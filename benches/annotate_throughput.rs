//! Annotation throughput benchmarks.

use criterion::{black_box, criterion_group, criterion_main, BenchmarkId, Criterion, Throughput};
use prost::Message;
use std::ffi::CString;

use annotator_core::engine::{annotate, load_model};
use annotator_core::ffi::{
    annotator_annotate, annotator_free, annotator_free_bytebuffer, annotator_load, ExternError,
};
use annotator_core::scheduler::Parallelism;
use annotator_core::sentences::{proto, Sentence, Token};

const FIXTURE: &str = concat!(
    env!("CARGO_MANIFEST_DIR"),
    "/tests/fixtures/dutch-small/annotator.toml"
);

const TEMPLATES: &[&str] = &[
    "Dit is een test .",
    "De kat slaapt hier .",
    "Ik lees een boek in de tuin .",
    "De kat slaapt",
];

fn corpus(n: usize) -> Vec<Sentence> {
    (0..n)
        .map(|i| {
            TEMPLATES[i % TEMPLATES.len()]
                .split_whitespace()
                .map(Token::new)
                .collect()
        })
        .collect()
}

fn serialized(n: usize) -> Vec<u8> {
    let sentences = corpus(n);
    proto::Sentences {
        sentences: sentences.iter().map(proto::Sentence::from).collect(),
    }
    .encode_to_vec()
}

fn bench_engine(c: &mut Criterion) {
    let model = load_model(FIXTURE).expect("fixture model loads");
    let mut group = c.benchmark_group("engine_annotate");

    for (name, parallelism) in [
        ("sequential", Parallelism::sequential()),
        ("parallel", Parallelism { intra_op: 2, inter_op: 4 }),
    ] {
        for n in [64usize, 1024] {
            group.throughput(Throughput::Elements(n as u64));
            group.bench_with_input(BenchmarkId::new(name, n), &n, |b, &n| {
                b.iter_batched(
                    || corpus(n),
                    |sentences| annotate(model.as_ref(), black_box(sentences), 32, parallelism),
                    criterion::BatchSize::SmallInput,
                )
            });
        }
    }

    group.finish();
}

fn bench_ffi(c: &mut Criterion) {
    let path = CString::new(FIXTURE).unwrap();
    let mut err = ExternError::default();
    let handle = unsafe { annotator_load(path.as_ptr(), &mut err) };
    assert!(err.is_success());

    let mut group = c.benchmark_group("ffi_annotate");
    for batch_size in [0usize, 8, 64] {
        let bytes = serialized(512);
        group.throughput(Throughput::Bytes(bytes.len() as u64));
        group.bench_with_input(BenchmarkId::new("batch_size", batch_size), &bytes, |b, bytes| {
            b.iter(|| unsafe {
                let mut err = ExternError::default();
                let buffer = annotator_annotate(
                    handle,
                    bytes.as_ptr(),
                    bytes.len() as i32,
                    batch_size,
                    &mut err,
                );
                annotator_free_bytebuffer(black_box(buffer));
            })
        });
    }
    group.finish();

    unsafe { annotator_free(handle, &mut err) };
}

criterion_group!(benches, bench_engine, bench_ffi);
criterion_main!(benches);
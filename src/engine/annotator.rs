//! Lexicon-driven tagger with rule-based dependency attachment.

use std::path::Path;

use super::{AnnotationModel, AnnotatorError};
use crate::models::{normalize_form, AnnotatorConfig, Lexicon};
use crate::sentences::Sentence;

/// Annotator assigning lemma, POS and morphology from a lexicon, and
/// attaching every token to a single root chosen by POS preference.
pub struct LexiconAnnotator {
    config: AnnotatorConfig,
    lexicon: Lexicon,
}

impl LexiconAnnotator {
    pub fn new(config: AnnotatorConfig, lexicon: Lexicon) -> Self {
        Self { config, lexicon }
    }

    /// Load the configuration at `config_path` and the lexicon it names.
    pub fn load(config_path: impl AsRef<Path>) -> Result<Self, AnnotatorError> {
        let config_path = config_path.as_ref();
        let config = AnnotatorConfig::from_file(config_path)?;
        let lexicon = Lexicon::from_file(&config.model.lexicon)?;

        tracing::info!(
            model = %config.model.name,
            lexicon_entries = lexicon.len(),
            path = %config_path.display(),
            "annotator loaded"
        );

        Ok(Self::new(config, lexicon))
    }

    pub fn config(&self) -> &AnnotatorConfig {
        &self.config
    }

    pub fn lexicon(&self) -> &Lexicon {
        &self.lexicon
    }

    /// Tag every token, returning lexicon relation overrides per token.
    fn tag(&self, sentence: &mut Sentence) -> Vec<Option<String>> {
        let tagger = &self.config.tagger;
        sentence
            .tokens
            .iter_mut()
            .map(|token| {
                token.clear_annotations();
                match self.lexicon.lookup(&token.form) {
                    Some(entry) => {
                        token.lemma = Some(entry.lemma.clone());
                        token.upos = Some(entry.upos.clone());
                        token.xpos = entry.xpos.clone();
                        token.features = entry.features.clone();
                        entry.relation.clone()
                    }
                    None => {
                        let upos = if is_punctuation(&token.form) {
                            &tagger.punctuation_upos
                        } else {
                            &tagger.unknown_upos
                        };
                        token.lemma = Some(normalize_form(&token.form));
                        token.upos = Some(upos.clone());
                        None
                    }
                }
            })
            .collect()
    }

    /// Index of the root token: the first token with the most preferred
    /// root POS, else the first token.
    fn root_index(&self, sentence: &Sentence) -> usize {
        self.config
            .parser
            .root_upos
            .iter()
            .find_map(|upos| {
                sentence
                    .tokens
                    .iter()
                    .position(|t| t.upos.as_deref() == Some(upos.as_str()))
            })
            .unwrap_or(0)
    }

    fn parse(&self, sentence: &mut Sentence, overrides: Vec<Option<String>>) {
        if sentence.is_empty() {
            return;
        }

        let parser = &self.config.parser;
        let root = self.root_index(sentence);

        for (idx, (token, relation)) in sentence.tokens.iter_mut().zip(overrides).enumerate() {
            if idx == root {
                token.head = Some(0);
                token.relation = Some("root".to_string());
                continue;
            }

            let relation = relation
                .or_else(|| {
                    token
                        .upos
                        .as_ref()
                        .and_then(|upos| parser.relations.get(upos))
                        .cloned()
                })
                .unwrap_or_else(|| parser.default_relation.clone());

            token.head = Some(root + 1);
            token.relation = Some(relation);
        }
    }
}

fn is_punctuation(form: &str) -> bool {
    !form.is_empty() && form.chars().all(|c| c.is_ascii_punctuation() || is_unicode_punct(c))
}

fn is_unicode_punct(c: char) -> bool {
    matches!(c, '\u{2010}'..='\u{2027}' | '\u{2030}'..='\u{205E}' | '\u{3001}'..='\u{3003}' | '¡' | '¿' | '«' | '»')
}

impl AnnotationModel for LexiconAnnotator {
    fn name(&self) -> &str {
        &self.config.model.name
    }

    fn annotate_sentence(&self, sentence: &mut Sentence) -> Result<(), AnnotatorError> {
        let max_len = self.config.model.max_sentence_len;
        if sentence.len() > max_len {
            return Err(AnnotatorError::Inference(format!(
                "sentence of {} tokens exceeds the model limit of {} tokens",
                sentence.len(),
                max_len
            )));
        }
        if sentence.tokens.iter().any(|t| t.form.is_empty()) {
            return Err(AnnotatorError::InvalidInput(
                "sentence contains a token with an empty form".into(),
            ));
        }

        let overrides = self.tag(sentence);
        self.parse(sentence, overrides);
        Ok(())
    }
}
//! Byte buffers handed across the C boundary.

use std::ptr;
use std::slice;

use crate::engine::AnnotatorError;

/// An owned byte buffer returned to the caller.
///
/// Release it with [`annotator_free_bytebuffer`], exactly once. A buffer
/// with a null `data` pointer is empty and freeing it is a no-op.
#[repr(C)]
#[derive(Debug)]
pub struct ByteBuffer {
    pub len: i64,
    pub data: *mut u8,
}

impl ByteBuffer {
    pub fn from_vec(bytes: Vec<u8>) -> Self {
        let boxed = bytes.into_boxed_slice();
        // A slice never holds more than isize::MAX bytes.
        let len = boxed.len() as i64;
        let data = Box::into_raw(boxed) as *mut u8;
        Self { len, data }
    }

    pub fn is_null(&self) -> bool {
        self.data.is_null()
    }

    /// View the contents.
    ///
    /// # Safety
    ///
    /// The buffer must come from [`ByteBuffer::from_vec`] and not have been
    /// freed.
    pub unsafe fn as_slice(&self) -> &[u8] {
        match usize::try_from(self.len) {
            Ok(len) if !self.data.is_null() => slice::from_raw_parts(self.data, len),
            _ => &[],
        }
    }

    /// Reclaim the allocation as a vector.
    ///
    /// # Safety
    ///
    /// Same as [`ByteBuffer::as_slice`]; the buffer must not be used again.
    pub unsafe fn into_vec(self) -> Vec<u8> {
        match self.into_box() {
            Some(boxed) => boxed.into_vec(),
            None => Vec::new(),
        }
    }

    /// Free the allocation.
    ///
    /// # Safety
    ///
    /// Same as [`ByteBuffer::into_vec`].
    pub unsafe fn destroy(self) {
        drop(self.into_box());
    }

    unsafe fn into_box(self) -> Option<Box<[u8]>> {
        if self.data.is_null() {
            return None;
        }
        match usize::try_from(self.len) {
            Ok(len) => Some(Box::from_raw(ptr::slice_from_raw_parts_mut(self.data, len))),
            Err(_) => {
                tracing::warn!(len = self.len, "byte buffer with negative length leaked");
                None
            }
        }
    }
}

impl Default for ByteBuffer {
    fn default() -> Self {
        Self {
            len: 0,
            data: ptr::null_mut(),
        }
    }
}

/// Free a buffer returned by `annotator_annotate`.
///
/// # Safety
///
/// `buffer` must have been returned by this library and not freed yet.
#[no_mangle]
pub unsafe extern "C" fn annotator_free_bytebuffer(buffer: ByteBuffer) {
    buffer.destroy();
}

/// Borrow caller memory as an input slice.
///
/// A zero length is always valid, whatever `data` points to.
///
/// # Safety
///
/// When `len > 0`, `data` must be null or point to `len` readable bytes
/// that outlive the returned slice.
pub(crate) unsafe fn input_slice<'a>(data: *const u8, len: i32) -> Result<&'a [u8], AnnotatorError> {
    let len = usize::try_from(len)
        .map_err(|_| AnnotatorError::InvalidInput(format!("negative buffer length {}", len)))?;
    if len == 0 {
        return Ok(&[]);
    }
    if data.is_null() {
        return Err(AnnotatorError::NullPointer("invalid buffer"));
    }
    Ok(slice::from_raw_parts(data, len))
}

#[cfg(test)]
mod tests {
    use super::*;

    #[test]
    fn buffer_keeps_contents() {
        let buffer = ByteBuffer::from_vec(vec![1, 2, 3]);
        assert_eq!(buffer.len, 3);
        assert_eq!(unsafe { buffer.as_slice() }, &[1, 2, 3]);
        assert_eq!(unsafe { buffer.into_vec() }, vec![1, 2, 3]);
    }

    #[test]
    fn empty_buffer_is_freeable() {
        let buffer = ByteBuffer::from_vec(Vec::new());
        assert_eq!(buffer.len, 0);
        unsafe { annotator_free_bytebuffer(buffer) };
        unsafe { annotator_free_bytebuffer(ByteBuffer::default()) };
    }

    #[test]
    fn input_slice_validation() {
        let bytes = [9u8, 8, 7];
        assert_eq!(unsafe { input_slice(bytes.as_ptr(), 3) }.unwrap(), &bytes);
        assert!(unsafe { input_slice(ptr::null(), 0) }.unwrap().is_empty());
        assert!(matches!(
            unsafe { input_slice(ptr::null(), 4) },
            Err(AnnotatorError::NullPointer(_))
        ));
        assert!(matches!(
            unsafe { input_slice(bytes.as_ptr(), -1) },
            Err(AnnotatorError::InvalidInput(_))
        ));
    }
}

........

WORK TASK:
Where a line of the listing holds "NullPointer", show that line.

SOLUTION TO THIS PROBLEM:
        return Err(AnnotatorError::NullPointer("invalid buffer"));
            Err(AnnotatorError::NullPointer(_))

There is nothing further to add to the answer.